Basilica of St. Ursula

Ursulaplatz 24, Nordstadt
Cologne 50668, Germany

The walls of the Basilica of St. Ursula’s Golden Chamber are covered with ribs, skulls, femurs, and other human bones arranged into shapes and even the phrase “Holy Ursula, Pray For Us.” Built on the ancient ruins of a Roman cemetery, the church is adorned with gold and silver relics, including some crowned skulls. The bones are believed to be those of martyred virgins and Romans.

Beautiful Fountain

Schöner Brunnen

Hauptmarkt 17
Nuremberg, Germany

Every town needs a glücksbringer. That's a good luck charm available to the loveless or luckless. Nuremberg's is right in the city center, at the Hauptmarkt. On the railing that encircles the dry fountain is a gold ring. Legend has it that those who turned the ring in three complete circles will be lucky in love. The fountain's glücksbringer was installed in 1902 by Albert Leipold, although the Schöner Brunnen is far more venerable. This 19-meter-tall (62-foot-tall) Gothic monument was constructed in the 1390s by stonemason Heinrich Beheim. It's festooned with sculptures representing a series of significant figures: religious icons such as Moses and other prophets, local Nuremberg worthies, a handful of saints, seven Holy Roman Empire electors, Julius Caesar, and a few figures symbolizing philosophy and the arts.
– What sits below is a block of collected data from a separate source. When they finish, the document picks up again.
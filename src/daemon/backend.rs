//! Backend state: the authoritative active configuration and the ryzenadj runs
//! that change it.

use anyhow::{bail, Context, Result};
use chrono::Local;
use std::path::PathBuf;
use tracing::{error, info, warn};

use super::ryzenadj::{self, CommandRunner};
use crate::config::{Configuration, StateStore};
use crate::ipc::{Invocation, UpdateReport};

pub struct Backend<R> {
    runner: R,
    ryzenadj_path: PathBuf,
    store: Option<StateStore>,
    active: Configuration,
    first_update: bool,
}

impl<R: CommandRunner> Backend<R> {
    pub fn new(runner: R, ryzenadj_path: PathBuf, store: Option<StateStore>, initial: Configuration) -> Self {
        let active = checked(initial).unwrap_or_else(|e| {
            warn!(error = ?e, "Initial configuration out of range, using defaults");
            Configuration::default()
        });
        Self {
            runner,
            ryzenadj_path,
            store,
            active,
            first_update: true,
        }
    }

    pub fn active(&self) -> &Configuration {
        &self.active
    }

    /// Active configuration plus whether this is the first query since start
    pub fn active_state(&mut self) -> (bool, Configuration) {
        let first = std::mem::replace(&mut self.first_update, false);
        (first, self.active.clone())
    }

    /// Apply every enabled setting of `config`, regardless of what is active
    pub async fn apply_full(&mut self, config: Configuration) -> Result<Invocation> {
        let config = checked(config)?;
        let flags = ryzenadj::full_flags(&config);
        let invocation = self.exec(flags).await?;
        if invocation.succeeded() {
            self.commit(config);
        } else {
            warn!(returncode = invocation.returncode, stderr = %invocation.stderr.trim(), "Full apply failed");
        }
        Ok(invocation)
    }

    /// Re-apply the active configuration (after resume from suspend)
    pub async fn reapply(&mut self) -> Result<Invocation> {
        info!("Reapplying active configuration");
        self.apply_full(self.active().clone()).await
    }

    /// Move to `new`, running ryzenadj only for what changed
    ///
    /// Out-of-range values are refused before anything runs. A non-zero ryzenadj
    /// exit leaves the active configuration untouched and is reported as an
    /// error carrying the exit status and stderr.
    pub async fn update(&mut self, new: Configuration) -> Result<UpdateReport> {
        let new = checked(new)?;
        let differences = new.differences(&self.active);
        let flags = ryzenadj::delta_flags(&new, &differences);
        info!(?differences, ?flags, "Configuration update requested");

        // show_debug is display-only and always accepted
        self.active.show_debug = new.show_debug;

        if flags.is_empty() {
            // Nothing to run, but the toggle or values behind disabled flags still persist
            self.commit(new);
            return Ok(self.report(false, None));
        }

        let invocation = self.exec(flags).await?;
        if !invocation.succeeded() {
            let stderr = invocation.stderr.trim();
            if stderr.is_empty() {
                bail!("ryzenadj exited with status {}", invocation.returncode);
            }
            bail!("ryzenadj exited with status {}: {stderr}", invocation.returncode);
        }

        self.commit(new);
        Ok(self.report(true, Some(invocation)))
    }

    fn commit(&mut self, config: Configuration) {
        self.active = config;
        if let Some(store) = &self.store {
            if let Err(e) = store.save(&self.active) {
                error!(error = ?e, path = %store.path().display(), "Failed to persist configuration");
            }
        }
    }

    fn report(&self, executed: bool, invocation: Option<Invocation>) -> UpdateReport {
        UpdateReport {
            applied: self.active.clone(),
            cpu_value: self.active.cpu_value(),
            gpu_value: self.active.gpu_value(),
            executed,
            invocation,
        }
    }

    async fn exec(&self, flags: Vec<String>) -> Result<Invocation> {
        let command = std::iter::once(self.ryzenadj_path.display().to_string())
            .chain(flags.iter().cloned())
            .collect::<Vec<_>>()
            .join(" ");
        info!(cmd = %command, "Running ryzenadj");

        let output = self
            .runner
            .run(&self.ryzenadj_path, &flags)
            .await
            .with_context(|| format!("Failed to run {}", self.ryzenadj_path.display()))?;
        info!(returncode = output.status, stdout = %output.stdout.trim(), "ryzenadj finished");

        Ok(Invocation {
            command,
            returncode: output.status,
            stdout: output.stdout,
            stderr: output.stderr,
            timestamp: Local::now(),
        })
    }
}

/// Clamp positive offsets, then refuse anything outside the hardware ranges
fn checked(config: Configuration) -> Result<Configuration> {
    let config = config.sanitized();
    config.validate().context("Rejected configuration")?;
    Ok(config)
}

#[cfg(test)]
pub(crate) mod tests {
    use super::*;
    use crate::config::ConfigChange;
    use crate::daemon::ryzenadj::CommandOutput;
    use std::future::Future;
    use std::io;
    use std::path::Path;
    use std::sync::{Arc, Mutex};

    /// Records every invocation and answers with a fixed exit status
    #[derive(Clone, Default)]
    pub(crate) struct FakeRunner {
        pub calls: Arc<Mutex<Vec<Vec<String>>>>,
        pub status: Arc<Mutex<i32>>,
    }

    impl FakeRunner {
        pub fn calls(&self) -> Vec<Vec<String>> {
            self.calls.lock().unwrap().clone()
        }

        pub fn fail_with(&self, status: i32) {
            *self.status.lock().unwrap() = status;
        }
    }

    impl CommandRunner for FakeRunner {
        fn run(
            &self,
            _program: &Path,
            args: &[String],
        ) -> impl Future<Output = io::Result<CommandOutput>> + Send {
            self.calls.lock().unwrap().push(args.to_vec());
            let status = *self.status.lock().unwrap();
            async move {
                Ok(CommandOutput {
                    status,
                    stdout: "Successfully set coall to 0xffff6\n".to_string(),
                    stderr: if status == 0 { String::new() } else { "device busy\n".to_string() },
                })
            }
        }
    }

    fn backend(runner: &FakeRunner, store: Option<StateStore>) -> Backend<FakeRunner> {
        Backend::new(
            runner.clone(),
            PathBuf::from("/usr/bin/ryzenadj"),
            store,
            Configuration::default(),
        )
    }

    #[test]
    fn test_first_update_flag_flips_once() {
        let mut backend = backend(&FakeRunner::default(), None);
        assert!(backend.active_state().0);
        assert!(!backend.active_state().0);
        assert!(!backend.active_state().0);
    }

    #[test]
    fn test_new_sanitizes_initial_configuration() {
        let initial = Configuration::default().with(ConfigChange::SetCpuOffset(7));
        let backend = Backend::new(FakeRunner::default(), PathBuf::from("ryzenadj"), None, initial);
        assert_eq!(backend.active().cpu_offset, 0);
    }

    #[tokio::test]
    async fn test_update_runs_delta_and_commits() {
        let runner = FakeRunner::default();
        let mut backend = backend(&runner, None);
        let new = Configuration::default().with(ConfigChange::SetCpuOffset(-10));

        let report = backend.update(new.clone()).await.unwrap();

        assert!(report.executed);
        assert_eq!(report.applied, new);
        assert_eq!(report.cpu_value, "0xffff6");
        let invocation = report.invocation.unwrap();
        assert_eq!(invocation.command, "/usr/bin/ryzenadj --set-coall=0xffff6");
        assert_eq!(invocation.returncode, 0);
        assert_eq!(runner.calls(), vec![vec!["--set-coall=0xffff6".to_string()]]);
        assert_eq!(backend.active(), &new);
    }

    #[tokio::test]
    async fn test_update_without_changes_does_not_run() {
        let runner = FakeRunner::default();
        let mut backend = backend(&runner, None);

        let report = backend
            .update(Configuration::default().with(ConfigChange::ShowDebug(true)))
            .await
            .unwrap();

        assert!(!report.executed);
        assert!(report.invocation.is_none());
        assert!(report.applied.show_debug);
        assert!(runner.calls().is_empty());
    }

    #[tokio::test]
    async fn test_update_of_disabled_value_commits_without_running() {
        let runner = FakeRunner::default();
        let mut backend = backend(&runner, None);
        let new = Configuration::default().with(ConfigChange::SetGpuOffset(-4));

        let report = backend.update(new.clone()).await.unwrap();

        assert!(!report.executed);
        assert_eq!(backend.active(), &new);
        assert!(runner.calls().is_empty());
    }

    #[tokio::test]
    async fn test_failed_run_keeps_active_configuration() {
        let runner = FakeRunner::default();
        runner.fail_with(1);
        let mut backend = backend(&runner, None);

        let err = backend
            .update(Configuration::default().with(ConfigChange::SetCpuOffset(-5)))
            .await
            .unwrap_err();

        assert_eq!(err.to_string(), "ryzenadj exited with status 1: device busy");
        assert_eq!(backend.active(), &Configuration::default());
    }

    #[tokio::test]
    async fn test_positive_offsets_never_reach_ryzenadj() {
        let runner = FakeRunner::default();
        let mut backend = backend(&runner, None);
        backend
            .update(Configuration::default().with(ConfigChange::SetCpuOffset(-2)))
            .await
            .unwrap();

        let report = backend
            .update(Configuration::default().with(ConfigChange::SetCpuOffset(12)))
            .await
            .unwrap();

        assert_eq!(report.applied.cpu_offset, 0);
        assert_eq!(runner.calls()[1], vec!["--set-coall=0x100000".to_string()]);
    }

    #[tokio::test]
    async fn test_reapply_runs_full_flags() {
        let runner = FakeRunner::default();
        let mut backend = backend(&runner, None);
        backend
            .update(
                Configuration::default()
                    .with(ConfigChange::ApplyGpuOffset(true))
                    .with(ConfigChange::SetGpuOffset(-6)),
            )
            .await
            .unwrap();

        backend.reapply().await.unwrap();

        assert_eq!(
            runner.calls().last().unwrap(),
            &vec!["--set-coall=0x100000".to_string(), "--set-cogfx=0xffffa".to_string()]
        );
    }

    #[tokio::test]
    async fn test_successful_update_is_persisted() {
        let dir = tempfile::tempdir().unwrap();
        let store = StateStore::new(dir.path().join("state.json"));
        let runner = FakeRunner::default();
        let mut backend = backend(&runner, Some(store.clone()));
        let new = Configuration::default().with(ConfigChange::SetCpuOffset(-11));

        backend.update(new.clone()).await.unwrap();

        assert_eq!(store.load().unwrap(), Some(new));
    }

    #[tokio::test]
    async fn test_failed_update_is_not_persisted() {
        let dir = tempfile::tempdir().unwrap();
        let store = StateStore::new(dir.path().join("state.json"));
        let runner = FakeRunner::default();
        runner.fail_with(2);
        let mut backend = backend(&runner, Some(store.clone()));

        let _ = backend
            .update(Configuration::default().with(ConfigChange::SetCpuOffset(-11)))
            .await;

        assert_eq!(store.load().unwrap(), None);
    }

    fn out_of_range() -> Configuration {
        Configuration {
            cpu_offset: -2_000_000,
            apply_power_limit: true,
            power_limit_mw: 4_000_000_000,
            ..Configuration::default()
        }
    }

    #[tokio::test]
    async fn test_update_refuses_out_of_range_values() {
        let dir = tempfile::tempdir().unwrap();
        let store = StateStore::new(dir.path().join("state.json"));
        let runner = FakeRunner::default();
        let mut backend = backend(&runner, Some(store.clone()));

        let err = backend.update(out_of_range()).await.unwrap_err();

        assert_eq!(
            format!("{err:#}"),
            "Rejected configuration: CPU offset -2000000 outside -30..=0"
        );
        assert!(runner.calls().is_empty());
        assert_eq!(backend.active(), &Configuration::default());
        assert_eq!(store.load().unwrap(), None);
    }

    #[tokio::test]
    async fn test_update_refuses_power_limit_out_of_range() {
        let runner = FakeRunner::default();
        let mut backend = backend(&runner, None);
        let new = Configuration::default()
            .with(ConfigChange::ApplyPowerLimit(true))
            .with(ConfigChange::SetPowerLimit(40_000));

        assert!(backend.update(new).await.is_err());
        assert!(runner.calls().is_empty());
    }

    #[tokio::test]
    async fn test_apply_full_refuses_out_of_range_values() {
        let runner = FakeRunner::default();
        let mut backend = backend(&runner, None);

        assert!(backend.apply_full(out_of_range()).await.is_err());
        assert!(runner.calls().is_empty());
        assert_eq!(backend.active(), &Configuration::default());
    }

    #[test]
    fn test_new_falls_back_to_defaults_when_out_of_range() {
        let backend = Backend::new(FakeRunner::default(), PathBuf::from("ryzenadj"), None, out_of_range());
        assert_eq!(backend.active(), &Configuration::default());
    }

    #[tokio::test]
    async fn test_show_debug_only_update_is_persisted() {
        let dir = tempfile::tempdir().unwrap();
        let store = StateStore::new(dir.path().join("state.json"));
        let runner = FakeRunner::default();
        let mut backend = backend(&runner, Some(store.clone()));

        backend
            .update(Configuration::default().with(ConfigChange::ShowDebug(true)))
            .await
            .unwrap();

        assert!(runner.calls().is_empty());
        assert_eq!(
            store.load().unwrap(),
            Some(Configuration::default().with(ConfigChange::ShowDebug(true)))
        );
    }
}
Originally crafted in sandstone, the old sculptures have been gradually replaced over the last century with longer-lasting shell lime figures.

Berlin Cableway

IGA Cable Car

Blumberger Damm 40
Berlin, Germany

See the world from above and relax with a ride on the Berlin Cableway. Float right over the Wuhletal valley, from Kienberg to Gärten der Welt (Gardens of the World). The spectacular view from up to 35 meters (115 feet) stretches as far as Berlin’s city center and includes mountain and valley views. With a stopover at Wolkenhain, an elevated viewing structure known as the Cloud Grove, the cableway runs a total length of 1.5 kilometers (0.93 miles). If you're lucky, you might even catch one of the six glass-bottomed cars, which hold up to 10 people. The cableway includes three stations, in Hellersdorf, Marzahn, and Kienberg.

Berlin Museum of Medical History

Berliner Medizinhistorisches Museum der Charité

Charitéplatz 1
Berlin, Germany

This museum is located at Charité – Universitätsmedizin Berlin, one of the largest university hospitals in Europe. The museum’s permanent exhibition, “On the Trace of Life” provides a path through medical history over the past 300 years. The presentation follows the ever-changing historical view of and into the body, finally arriving at the “recipient” of medicine, the patient, and the possibilities inherent in today’s medicine. The heart of the museum is still the specimen hall, the core of which goes back to the collecting activities of the museum’s founder Rudolf Virchow. Today, there are around 750 pathologic-anatomical wet and dry preparations on display in this area. Various tours are offered in German and English, for a fee.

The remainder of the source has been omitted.